__Your assignment__.
Gather each line in the entries that includes the string "Some".

__Records provided__.
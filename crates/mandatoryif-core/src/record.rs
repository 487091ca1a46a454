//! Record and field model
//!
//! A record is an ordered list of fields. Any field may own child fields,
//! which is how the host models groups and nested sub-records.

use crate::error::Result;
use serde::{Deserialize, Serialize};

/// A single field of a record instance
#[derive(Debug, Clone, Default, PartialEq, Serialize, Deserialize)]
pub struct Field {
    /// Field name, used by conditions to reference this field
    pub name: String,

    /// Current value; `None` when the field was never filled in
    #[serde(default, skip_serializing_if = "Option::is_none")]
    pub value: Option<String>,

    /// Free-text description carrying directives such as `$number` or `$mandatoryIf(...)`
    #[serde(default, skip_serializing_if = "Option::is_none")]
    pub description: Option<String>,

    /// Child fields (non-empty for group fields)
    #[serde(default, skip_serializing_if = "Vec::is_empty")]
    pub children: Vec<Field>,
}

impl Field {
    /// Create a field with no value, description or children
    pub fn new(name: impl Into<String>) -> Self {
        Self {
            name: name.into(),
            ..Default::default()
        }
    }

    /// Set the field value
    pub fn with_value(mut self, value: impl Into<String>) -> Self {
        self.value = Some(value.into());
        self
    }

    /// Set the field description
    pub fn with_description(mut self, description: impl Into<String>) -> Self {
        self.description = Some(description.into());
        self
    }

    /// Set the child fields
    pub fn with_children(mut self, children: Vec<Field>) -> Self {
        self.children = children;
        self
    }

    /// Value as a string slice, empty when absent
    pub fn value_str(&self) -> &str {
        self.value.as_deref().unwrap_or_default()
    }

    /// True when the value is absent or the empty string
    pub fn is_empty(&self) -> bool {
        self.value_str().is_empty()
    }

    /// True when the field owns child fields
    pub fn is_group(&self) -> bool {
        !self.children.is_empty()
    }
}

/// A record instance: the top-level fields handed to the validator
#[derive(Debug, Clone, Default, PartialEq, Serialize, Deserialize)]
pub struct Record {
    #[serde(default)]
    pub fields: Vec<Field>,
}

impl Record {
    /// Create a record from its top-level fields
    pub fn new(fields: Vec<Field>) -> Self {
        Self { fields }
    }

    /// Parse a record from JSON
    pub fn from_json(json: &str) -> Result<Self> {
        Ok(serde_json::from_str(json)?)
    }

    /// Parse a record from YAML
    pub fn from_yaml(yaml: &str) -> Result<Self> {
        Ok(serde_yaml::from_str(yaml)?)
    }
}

__Expected answer__.
        self.value = Some(value.into());
        self.description = Some(description.into());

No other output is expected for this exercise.